Some companies acknowledge these weaknesses but continue to use what is available while focusing on building teams and processes. Others take no action at all, waiting for a more reliable solution to emerge. “Many companies choose to do nothing because there is no universal, reliable, and scalable AI security technology,” Neelou said.

The A2AS framework aims to change this by providing a universal layer of protection that works natively alongside AI models. “Like HTTPS for the web, A2AS is universal and lightweight,” Neelou said. “It’s designed to be the first and often the only AI security layer developers need for AI agents and LLM-powered applications.”

Real-world incidents show the risks

Recent incidents highlight what can happen when AI agents are given autonomy without proper guardrails.

Neelou pointed to a case at Replit, a $3 billion coding startup, where an AI agent went rogue and deleted a production database belonging to another SaaS company. “Despite explicit instructions not to touch production systems, the agent executed destructive actions,” he said.

Google has faced similar issues.

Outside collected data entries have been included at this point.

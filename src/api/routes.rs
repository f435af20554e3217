use std::sync::Arc;
use std::time::Duration;

use axum::{
    extract::{Path, Query, State},
    http::StatusCode,
    response::{IntoResponse, Response},
    routing::{get, post},
    Json, Router,
};
use rust_decimal::Decimal;
use serde::{Deserialize, Serialize};

use crate::analysis::{api_chart, ApiPoint};
use crate::api::health::{HealthSnapshot, HealthState};
use crate::api::latency::LatencyStats;
use crate::error::{AppError, ValidationError};
use crate::ledger::WagerLedger;
use crate::provider::MatchFeed;
use crate::refresh::{MatchStatus, RefreshOutcome, RefreshScheduler};
use crate::state::TimeSeriesStore;
use crate::types::{
    Credential, MarketFamily, MarketType, MatchSnapshot, MatchStats, OddsQuote, Wager,
};

#[derive(Clone)]
pub struct ApiState {
    pub scheduler: Arc<RefreshScheduler>,
    pub feed: Arc<dyn MatchFeed>,
    pub credential: Credential,
    pub store: Arc<TimeSeriesStore>,
    pub ledger: Arc<WagerLedger>,
    pub health: Arc<HealthState>,
    pub latency: Arc<LatencyStats>,
    pub default_interval: Duration,
}

pub fn router(state: ApiState) -> Router {
    Router::new()
        .route("/health", get(get_health))
        .route("/stats/latency", get(get_stats_latency))
        .route("/matches", get(get_matches))
        .route("/matches/:id/track", post(track_match).delete(untrack_match))
        .route("/matches/:id/refresh", post(refresh_match))
        .route("/matches/:id/status", get(get_match_status))
        .route("/matches/:id/history", get(get_match_history))
        .route("/matches/:id/wagers", get(get_wagers).post(place_wager))
        .route("/wagers/:id/settle", post(settle_wager))
        .route("/wagers/:id", axum::routing::delete(delete_wager))
        .with_state(state)
}

// ---------------------------------------------------------------------------
// Request / response types
// ---------------------------------------------------------------------------

#[derive(Deserialize)]
pub struct TrackQuery {
    pub interval_ms: Option<u64>,
}

/// Explicit terms when both `handicap_line` and `price` are given, otherwise
/// the latest stored quote for the market.
///
/// Every line is read from the backed side. Handicap quotes are stored home
/// relative, so an AWAY wager placed at market gets the negated line: a home
/// quote of -0.75 becomes an AWAY wager at +0.75. An explicit AWAY line is
/// taken as already away relative.
#[derive(Debug, Deserialize)]
pub struct PlaceWagerRequest {
    pub market_type: MarketType,
    pub stake: Decimal,
    pub handicap_line: Option<Decimal>,
    pub price: Option<Decimal>,
    /// Score at placement; defaults to the latest polled score.
    pub score: Option<String>,
}

#[derive(Deserialize)]
pub struct SettleRequest {
    pub final_score: String,
}

#[derive(Serialize)]
pub struct HealthResponse {
    pub status: &'static str,
    pub tracked_matches: usize,
    #[serde(flatten)]
    pub counters: HealthSnapshot,
}

#[derive(Serialize)]
pub struct StatsPoint {
    pub minute: u32,
    pub stats: MatchStats,
}

#[derive(Serialize)]
pub struct HistoryResponse {
    pub match_id: String,
    pub stats: Vec<StatsPoint>,
    pub over_under: Vec<OddsQuote>,
    pub handicap: Vec<OddsQuote>,
    pub api_chart: Vec<ApiPoint>,
}

#[derive(Serialize)]
pub struct WagersResponse {
    pub match_id: String,
    pub total_profit: Decimal,
    pub wagers: Vec<Wager>,
}

#[derive(Debug, PartialEq)]
enum Terms {
    Explicit { line: Decimal, price: Decimal },
    AtMarket,
}

fn resolve_terms(req: &PlaceWagerRequest) -> Result<Terms, ValidationError> {
    match (req.handicap_line, req.price) {
        (Some(line), Some(price)) => Ok(Terms::Explicit { line, price }),
        (None, None) => Ok(Terms::AtMarket),
        (Some(_), None) => Err(ValidationError::InvalidPrice),
        (None, Some(_)) => Err(ValidationError::InvalidHandicapLine),
    }
}

// ---------------------------------------------------------------------------
// Handlers
// ---------------------------------------------------------------------------

async fn get_health(State(state): State<ApiState>) -> Json<HealthResponse> {
    Json(HealthResponse {
        status: "ok",
        tracked_matches: state.scheduler.tracked_ids().len(),
        counters: state.health.snapshot(),
    })
}

async fn get_stats_latency(State(state): State<ApiState>) -> Json<serde_json::Value> {
    let (p50, p95, p99) = state.latency.percentiles();
    Json(serde_json::json!({
        "samples": state.latency.len(),
        "p50_ms": p50,
        "p95_ms": p95,
        "p99_ms": p99,
    }))
}

async fn get_matches(State(state): State<ApiState>) -> Result<Json<Vec<MatchSnapshot>>, AppError> {
    let events = state.feed.list_live_events(&state.credential).await?;
    Ok(Json(events))
}

async fn track_match(
    State(state): State<ApiState>,
    Path(match_id): Path<String>,
    Query(params): Query<TrackQuery>,
) -> Json<serde_json::Value> {
    let every = params
        .interval_ms
        .map(Duration::from_millis)
        .unwrap_or(state.default_interval);
    state.ledger.load(&match_id).await;
    let started = state.scheduler.start(&match_id, every);
    Json(serde_json::json!({
        "match_id": match_id,
        "started": started,
        "interval_ms": every.as_millis() as u64,
    }))
}

async fn untrack_match(
    State(state): State<ApiState>,
    Path(match_id): Path<String>,
) -> Json<serde_json::Value> {
    let stopped = state.scheduler.stop(&match_id);
    Json(serde_json::json!({ "match_id": match_id, "stopped": stopped }))
}

async fn refresh_match(State(state): State<ApiState>, Path(match_id): Path<String>) -> Response {
    let outcome = state.scheduler.refresh_now(&match_id).await;
    let code = match outcome {
        RefreshOutcome::Completed => StatusCode::OK,
        RefreshOutcome::Skipped => StatusCode::CONFLICT,
        RefreshOutcome::NotTracked => StatusCode::NOT_FOUND,
    };
    (code, Json(serde_json::json!({ "match_id": match_id, "outcome": outcome }))).into_response()
}

async fn get_match_status(
    State(state): State<ApiState>,
    Path(match_id): Path<String>,
) -> Result<Json<MatchStatus>, StatusCode> {
    state.scheduler.status(&match_id).map(Json).ok_or(StatusCode::NOT_FOUND)
}

async fn get_match_history(
    State(state): State<ApiState>,
    Path(match_id): Path<String>,
) -> Json<HistoryResponse> {
    state.scheduler.ensure_history(&match_id).await;
    let stats = state.store.stats_history(&match_id);
    Json(HistoryResponse {
        api_chart: api_chart(&stats),
        stats: stats
            .into_iter()
            .map(|(minute, stats)| StatsPoint { minute, stats })
            .collect(),
        over_under: state.store.history(&match_id, MarketFamily::OverUnder),
        handicap: state.store.history(&match_id, MarketFamily::Handicap),
        match_id,
    })
}

async fn get_wagers(
    State(state): State<ApiState>,
    Path(match_id): Path<String>,
) -> Json<WagersResponse> {
    let wagers = state.ledger.wagers(&match_id).await;
    let total_profit = state.ledger.total_profit(&match_id).await;
    Json(WagersResponse { match_id, total_profit, wagers })
}

async fn place_wager(
    State(state): State<ApiState>,
    Path(match_id): Path<String>,
    Json(req): Json<PlaceWagerRequest>,
) -> Result<(StatusCode, Json<Wager>), AppError> {
    let terms = resolve_terms(&req)?;
    let score = match &req.score {
        Some(s) => s.clone(),
        None => state
            .scheduler
            .status(&match_id)
            .and_then(|s| s.latest)
            .map(|snap| snap.score.to_string())
            .ok_or_else(|| ValidationError::MarketUnavailable(match_id.clone()))?,
    };

    let wager = match terms {
        Terms::Explicit { line, price } => {
            state
                .ledger
                .place(&match_id, req.market_type, line, price, req.stake, &score)
                .await?
        }
        Terms::AtMarket => {
            state
                .ledger
                .place_at_market(&match_id, req.market_type, req.stake, &state.store, &score)
                .await?
        }
    };
    Ok((StatusCode::CREATED, Json(wager)))
}

async fn settle_wager(
    State(state): State<ApiState>,
    Path(wager_id): Path<String>,
    Json(req): Json<SettleRequest>,
) -> Result<Json<Wager>, AppError> {
    let wager = state.ledger.settle(&wager_id, &req.final_score).await?;
    Ok(Json(wager))
}

async fn delete_wager(
    State(state): State<ApiState>,
    Path(wager_id): Path<String>,
) -> Result<Json<Wager>, AppError> {
    let wager = state.ledger.delete(&wager_id).await?;
    Ok(Json(wager))
}

#[cfg(test)]
mod tests {
    use rust_decimal_macros::dec;

    use super::*;

    fn request(line: Option<Decimal>, price: Option<Decimal>) -> PlaceWagerRequest {
        PlaceWagerRequest {
            market_type: MarketType::Over,
            stake: dec!(10),
            handicap_line: line,
            price,
            score: None,
        }
    }

    #[test]
    fn terms_are_explicit_only_when_complete() {
        assert_eq!(
            resolve_terms(&request(Some(dec!(2.5)), Some(dec!(1.9)))),
            Ok(Terms::Explicit { line: dec!(2.5), price: dec!(1.9) })
        );
        assert_eq!(resolve_terms(&request(None, None)), Ok(Terms::AtMarket));
        assert_eq!(
            resolve_terms(&request(Some(dec!(2.5)), None)),
            Err(ValidationError::InvalidPrice)
        );
        assert_eq!(
            resolve_terms(&request(None, Some(dec!(1.9)))),
            Err(ValidationError::InvalidHandicapLine)
        );
    }

    #[test]
    fn place_request_reads_decimal_strings_and_numbers() {
        let req: PlaceWagerRequest = serde_json::from_str(
            r#"{"market_type":"AWAY","stake":"25","handicap_line":-0.25,"price":"1.95"}"#,
        )
        .unwrap();
        assert_eq!(req.market_type, MarketType::Away);
        assert_eq!(req.handicap_line, Some(dec!(-0.25)));
        assert_eq!(req.price, Some(dec!(1.95)));
        assert!(req.score.is_none());
    }
}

Its Gemini CLI assistant hallucinated file operations after a failed command, leading to the deletion of nearly all files in a project directory. In another case, attackers exploited weaknesses in the same assistant to execute arbitrary code, effectively turning it into a backdoor.

According to Neelou, A2AS could have mitigated these incidents by applying strict behavior certificates to limit agents to approved functions, using security boundaries to isolate untrusted commands, and requiring explicit approval for critical actions through code-driven policies.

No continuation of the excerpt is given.